*Saved entries:*
####################
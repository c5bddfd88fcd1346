//! Command-line front end.
//!
//! ```text
//! tachikoma agent      run one agent on the bus
//! tachikoma user       chat on the bus from the terminal
//! tachikoma archive    archive every message seen on the channel
//! tachikoma publish    publish one raw message
//! tachikoma subscribe  print raw messages matching a filter
//! ```

mod user;

use anyhow::{Context, Result};
use clap::{Parser, Subcommand};
use std::io::Write;
use std::path::PathBuf;
use std::sync::Arc;
use tokio::sync::mpsc;
use tokio_util::sync::CancellationToken;
use tracing::{info, warn};

use crate::agent::{RunLoop, TurnEvent};
use crate::archive::{Archive, ArchiveRecord, MemoryArchive};
use crate::bus::{Bus, BusMessage, Qos};
use crate::config::{BusConfig, Config};
use crate::providers::{OllamaBackend, OllamaEmbedder};
use crate::session::HistoryStore;
use crate::tools::{PublishTool, RecallTool, ScrapeTool, SearchTool, ToolRegistry};
use crate::topic::system_filter;

#[derive(Debug, Parser)]
#[command(name = "tachikoma", version, about = "Interruptible agents on a publish/subscribe bus")]
pub struct Cli {
    /// Config file (default: ~/.tachikoma/config.toml)
    #[arg(long, global = true)]
    pub config: Option<PathBuf>,

    /// Emit logs as JSON
    #[arg(long, global = true, env = "TACHIKOMA_LOG_JSON")]
    pub log_json: bool,

    #[command(subcommand)]
    pub command: Command,
}

#[derive(Debug, Subcommand)]
pub enum Command {
    /// Run an agent
    Agent {
        /// Generation model
        #[arg(long)]
        model: Option<String>,
        /// System prompt
        #[arg(long)]
        system: Option<String>,
        /// Speaker id on the bus
        #[arg(long)]
        speaker: Option<String>,
        /// Discard saved history before starting
        #[arg(long)]
        clear: bool,
    },
    /// Chat from the terminal
    User {
        #[arg(long)]
        speaker: Option<String>,
    },
    /// Archive channel traffic
    Archive,
    /// Publish a raw message
    Publish {
        #[arg(long)]
        topic: String,
        #[arg(long)]
        payload: String,
        /// QoS level 0, 1 or 2
        #[arg(long, default_value_t = 0)]
        qos: u8,
    },
    /// Print raw messages matching a topic filter
    Subscribe {
        #[arg(long, default_value = "#")]
        topic: String,
    },
}

/// Execute a parsed command line.
pub async fn run(cli: Cli) -> Result<()> {
    let mut config = Config::load(cli.config.as_deref()).context("failed to load configuration")?;

    match cli.command {
        Command::Agent {
            model,
            system,
            speaker,
            clear,
        } => {
            if let Some(model) = model {
                config.backend.model = model;
            }
            if let Some(system) = system {
                config.agent.system_prompt = system;
            }
            if let Some(speaker) = speaker {
                config.agent.speaker_id = speaker;
            }
            config.validate()?;
            run_agent(config, clear).await
        }
        Command::User { speaker } => {
            if let Some(speaker) = speaker {
                config.agent.user_id = speaker;
            }
            user::run(config).await
        }
        Command::Archive => run_archive(config).await,
        Command::Publish {
            topic,
            payload,
            qos,
        } => {
            let qos = Qos::from_level(qos)?;
            let (bus, _inbound) = connect_bus(&config.bus)?;
            bus.publish(&topic, payload.into_bytes(), qos)
                .await
                .context("publish failed")?;
            info!(topic = %topic, "Published");
            bus.disconnect().await?;
            Ok(())
        }
        Command::Subscribe { topic } => {
            let (bus, mut inbound) = connect_bus(&config.bus)?;
            bus.subscribe(&topic, Qos::AtMostOnce).await?;
            let shutdown = shutdown_on_ctrl_c();
            loop {
                tokio::select! {
                    _ = shutdown.cancelled() => break,
                    received = inbound.recv() => match received {
                        Some(message) => println!("{}", message),
                        None => break,
                    },
                }
            }
            bus.disconnect().await?;
            Ok(())
        }
    }
}

#[cfg(feature = "mqtt")]
pub(crate) fn connect_bus(
    config: &BusConfig,
) -> Result<(Arc<dyn Bus>, mpsc::UnboundedReceiver<BusMessage>)> {
    let (bus, inbound) = crate::bus::MqttBus::connect(config);
    Ok((Arc::new(bus), inbound))
}

#[cfg(not(feature = "mqtt"))]
pub(crate) fn connect_bus(
    _config: &BusConfig,
) -> Result<(Arc<dyn Bus>, mpsc::UnboundedReceiver<BusMessage>)> {
    anyhow::bail!("built without MQTT support; rebuild with `--features mqtt`")
}

pub(crate) fn shutdown_on_ctrl_c() -> CancellationToken {
    let token = CancellationToken::new();
    let trigger = token.clone();
    tokio::spawn(async move {
        if tokio::signal::ctrl_c().await.is_ok() {
            info!("Interrupt received, shutting down");
        }
        trigger.cancel();
    });
    token
}

fn build_tools(config: &Config, bus: Arc<dyn Bus>, archive: Arc<dyn Archive>) -> ToolRegistry {
    let mut tools = ToolRegistry::new();
    tools.register(Box::new(ScrapeTool::new(config.tools.scrape_max_chars)));
    tools.register(Box::new(PublishTool::new(bus)));
    tools.register(Box::new(RecallTool::new(archive, config.tools.recall_limit)));
    match (&config.tools.google_api_key, &config.tools.google_cse_id) {
        (Some(key), Some(cx)) => tools.register(Box::new(SearchTool::new(key, cx))),
        _ => info!("GOOGLE_API_KEY / GOOGLE_CSE_ID not set, search tool disabled"),
    }
    tools
}

async fn run_agent(config: Config, clear: bool) -> Result<()> {
    let speaker = config.agent.speaker_id.clone();
    let (bus, mut bus_inbound) = connect_bus(&config.bus)?;
    let backend = Arc::new(OllamaBackend::new(&config.backend.base_url, &config.backend.model));
    let embedder = Arc::new(OllamaEmbedder::new(
        &config.backend.base_url,
        &config.backend.embedding_model,
    ));
    let archive: Arc<dyn Archive> = Arc::new(MemoryArchive::new(embedder));

    let store = HistoryStore::new().context("failed to open history store")?;
    if clear {
        store.clear(&speaker).await?;
    }
    let history = store.load(&speaker, config.agent.history_limit).await?;

    // Every message the agent sees is also remembered for `recall`.
    let template = config.topic_template()?;
    let (inbound_tx, inbound) = mpsc::unbounded_channel();
    let tap_archive = Arc::clone(&archive);
    tokio::spawn(async move {
        while let Some(message) = bus_inbound.recv().await {
            let record = ArchiveRecord::from_bus(&template, &message);
            if inbound_tx.send(message).is_err() {
                break;
            }
            let archive = Arc::clone(&tap_archive);
            tokio::spawn(async move {
                if let Err(e) = archive.ingest(record).await {
                    warn!(error = %e, "Failed to archive message");
                }
            });
        }
    });

    let (events_tx, events_rx) = mpsc::unbounded_channel();
    tokio::spawn(print_turns(events_rx));

    let tools = build_tools(&config, Arc::clone(&bus), archive);
    let run_loop = RunLoop::new(&config, Arc::clone(&bus), backend)?
        .with_tools(tools)
        .with_history(store, history)
        .with_events(events_tx)
        .with_shutdown(shutdown_on_ctrl_c());

    let conversation = run_loop.run(inbound).await.context("agent loop failed")?;
    info!(speaker = %speaker, messages = conversation.len(), "Agent stopped");
    bus.disconnect().await?;
    Ok(())
}

/// Live console sink for streamed replies.
async fn print_turns(mut events: mpsc::UnboundedReceiver<TurnEvent>) {
    let mut stdout = std::io::stdout();
    while let Some(event) = events.recv().await {
        match event {
            TurnEvent::Content(text) => {
                let _ = write!(stdout, "{}", text);
                let _ = stdout.flush();
            }
            TurnEvent::Published(_) => println!(),
            TurnEvent::Aborted { .. } => println!(" [interrupted]"),
            TurnEvent::PublishFailed(reason) => println!(" [not delivered: {}]", reason),
            TurnEvent::GenerationFailed(reason) => println!("[failed: {}]", reason),
            TurnEvent::ToolDispatched { name, found } => {
                if found {
                    println!("[tool {}]", name);
                }
            }
            TurnEvent::Submitted { .. } => {}
        }
    }
}

async fn run_archive(config: Config) -> Result<()> {
    let template = config.topic_template()?;
    let (bus, mut inbound) = connect_bus(&config.bus)?;
    bus.subscribe(
        &template.channel_filter(&config.bus.namespace, &config.bus.channel),
        Qos::AtMostOnce,
    )
    .await?;
    bus.subscribe(&system_filter(&config.bus.namespace), Qos::ExactlyOnce)
        .await?;

    let embedder = Arc::new(OllamaEmbedder::new(
        &config.backend.base_url,
        &config.backend.embedding_model,
    ));
    let archive = MemoryArchive::new(embedder);
    let shutdown = shutdown_on_ctrl_c();
    info!(channel = %config.bus.channel, "Archiver started");

    loop {
        let message = tokio::select! {
            _ = shutdown.cancelled() => break,
            received = inbound.recv() => match received {
                Some(message) => message,
                None => break,
            },
        };
        let record = ArchiveRecord::from_bus(&template, &message);
        let speaker = record.tuple.speaker_id.clone();
        match archive.ingest(record).await {
            Ok(()) => info!(topic = %message.topic, speaker = %speaker, "Archived"),
            Err(e) => warn!(topic = %message.topic, error = %e, "Failed to archive"),
        }
    }

    info!(records = archive.len().await, "Archiver stopped");
    bus.disconnect().await?;
    Ok(())
}
//! Bus module - Publish/subscribe transport
//!
//! Agents coordinate only through bus messages. The [`Bus`] trait is the
//! narrow capability the run loop and tools are given:
//!
//! - `publish` resolves when the transport acknowledges delivery, so a
//!   caller awaiting it is the delivery callback
//! - `subscribe` takes MQTT-style filters (`+` one level, `#` the rest)
//! - inbound messages arrive on the receiver returned when connecting
//!
//! Two adapters exist: [`MemoryBroker`] for in-process use and tests, and
//! `MqttBus` (feature `mqtt`) for a real broker.

pub mod memory;
#[cfg(feature = "mqtt")]
pub mod mqtt;

pub use memory::{MemoryBroker, MemoryBus};
#[cfg(feature = "mqtt")]
pub use mqtt::MqttBus;

use async_trait::async_trait;
use std::fmt;

use crate::error::{Result, TachikomaError};

/// Delivery guarantee requested for a publish or subscription.
#[derive(Debug, Clone, Copy, PartialEq, Eq, Default)]
pub enum Qos {
    /// Best effort; used for ordinary chat turns.
    #[default]
    AtMostOnce,
    AtLeastOnce,
    /// Guaranteed; used for join/leave announcements.
    ExactlyOnce,
}

impl Qos {
    pub fn from_level(level: u8) -> Result<Self> {
        match level {
            0 => Ok(Qos::AtMostOnce),
            1 => Ok(Qos::AtLeastOnce),
            2 => Ok(Qos::ExactlyOnce),
            other => Err(TachikomaError::Config(format!("invalid QoS level {}", other))),
        }
    }

    pub fn level(&self) -> u8 {
        match self {
            Qos::AtMostOnce => 0,
            Qos::AtLeastOnce => 1,
            Qos::ExactlyOnce => 2,
        }
    }
}

/// A message received from the bus.
#[derive(Debug, Clone, PartialEq, Eq)]
pub struct BusMessage {
    pub topic: String,
    pub payload: Vec<u8>,
}

impl BusMessage {
    pub fn new(topic: &str, payload: impl Into<Vec<u8>>) -> Self {
        Self {
            topic: topic.to_string(),
            payload: payload.into(),
        }
    }
}

impl fmt::Display for BusMessage {
    fn fmt(&self, f: &mut fmt::Formatter<'_>) -> fmt::Result {
        write!(f, "{}: {}", self.topic, String::from_utf8_lossy(&self.payload))
    }
}

/// Topic-addressed publish/subscribe transport.
#[async_trait]
pub trait Bus: Send + Sync {
    /// Publish and wait for the delivery acknowledgement.
    ///
    /// # Errors
    ///
    /// Returns [`TachikomaError::Bus`] if the message could not be handed to
    /// the transport or the acknowledgement never arrived.
    async fn publish(&self, topic: &str, payload: Vec<u8>, qos: Qos) -> Result<()>;

    /// Subscribe to a topic filter.
    async fn subscribe(&self, filter: &str, qos: Qos) -> Result<()>;

    /// Leave the transport. Further publishes fail.
    async fn disconnect(&self) -> Result<()>;
}

/// MQTT topic-filter matching.
pub fn topic_matches(filter: &str, topic: &str) -> bool {
    let mut filter_levels = filter.split('/');
    let mut topic_levels = topic.split('/');
    loop {
        match (filter_levels.next(), topic_levels.next()) {
            (Some("#"), _) => return true,
            (Some("+"), Some(_)) => continue,
            (Some(f), Some(t)) if f == t => continue,
            (None, None) => return true,
            _ => return false,
        }
    }
}
//! Page scraping: fetch a URL and return its visible body text.

use async_trait::async_trait;
use scraper::{Html, Selector};
use serde_json::{json, Value};
use url::Url;

use super::{required_str, Tool, ToolContext};
use crate::error::{Result, TachikomaError};

/// Scrape tool.
///
/// # Parameters
/// - `url`: The http(s) URL to scrape (required)
///
/// Text is whitespace-collapsed and cut to `max_chars` characters so that
/// it fits in the backend's context.
pub struct ScrapeTool {
    client: reqwest::Client,
    max_chars: usize,
}

impl ScrapeTool {
    pub fn new(max_chars: usize) -> Self {
        Self {
            client: reqwest::Client::new(),
            max_chars,
        }
    }
}

/// Extract `<body>` text, collapse whitespace and truncate on a char boundary.
pub fn body_text(html: &str, max_chars: usize) -> String {
    let document = Html::parse_document(html);
    let text: String = match Selector::parse("body") {
        Ok(selector) => document
            .select(&selector)
            .flat_map(|body| body.text())
            .collect::<Vec<_>>()
            .join(" "),
        Err(_) => String::new(),
    };
    text.split_whitespace()
        .collect::<Vec<_>>()
        .join(" ")
        .chars()
        .take(max_chars)
        .collect()
}

fn parse_url(raw: &str) -> Result<Url> {
    let url = Url::parse(raw).map_err(|e| TachikomaError::Tool(format!("Invalid URL: {}", e)))?;
    match url.scheme() {
        "http" | "https" => Ok(url),
        other => Err(TachikomaError::Tool(format!("Unsupported URL scheme '{}'", other))),
    }
}

#[async_trait]
impl Tool for ScrapeTool {
    fn name(&self) -> &str {
        "scrape"
    }

    fn description(&self) -> &str {
        "Scrape the web page"
    }

    fn parameters(&self) -> Value {
        json!({
            "type": "object",
            "required": ["url"],
            "properties": {
                "url": {
                    "type": "string",
                    "description": "The URL to scrape"
                }
            }
        })
    }

    async fn execute(&self, args: Value, _ctx: &ToolContext) -> Result<Value> {
        let url = parse_url(required_str(&args, "url")?)?;
        let response = self
            .client
            .get(url)
            .send()
            .await
            .map_err(|e| TachikomaError::Tool(format!("Fetch failed: {}", e)))?;
        if !response.status().is_success() {
            return Err(TachikomaError::Tool(format!(
                "Fetch returned HTTP {}",
                response.status()
            )));
        }
        let html = response
            .text()
            .await
            .map_err(|e| TachikomaError::Tool(format!("Failed to read page: {}", e)))?;
        Ok(Value::String(body_text(&html, self.max_chars)))
    }
}

#[cfg(test)]
mod tests {
    use super::*;

    #[test]
    fn test_body_text_collapses_whitespace() {
        let html = "<html><head><title>T</title></head><body>\n  <h1>Hello</h1>\n\n<p>big   world</p></body></html>";
        assert_eq!(body_text(html, 100), "Hello big world");
    }

    #[test]
    fn test_body_text_truncates_on_char_boundary() {
        let html = "<body>こんにちは世界</body>";
        assert_eq!(body_text(html, 5), "こんにちは");
    }

    #[test]
    fn test_parse_url() {
        assert!(parse_url("https://example.com/a").is_ok());
        assert!(parse_url("file:///etc/passwd").is_err());
        assert!(parse_url("nonsense").is_err());
    }

    #[tokio::test]
    async fn test_missing_url() {
        let tool = ScrapeTool::new(10);
        assert!(tool.execute(json!({}), &ToolContext::new("a")).await.is_err());
    }
}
####################
*Try it:*
Extract all lines from the data in which "response" is found.

*Result for this exercise:*
        let response = self
        if !response.status().is_success() {
                response.status()
        let html = response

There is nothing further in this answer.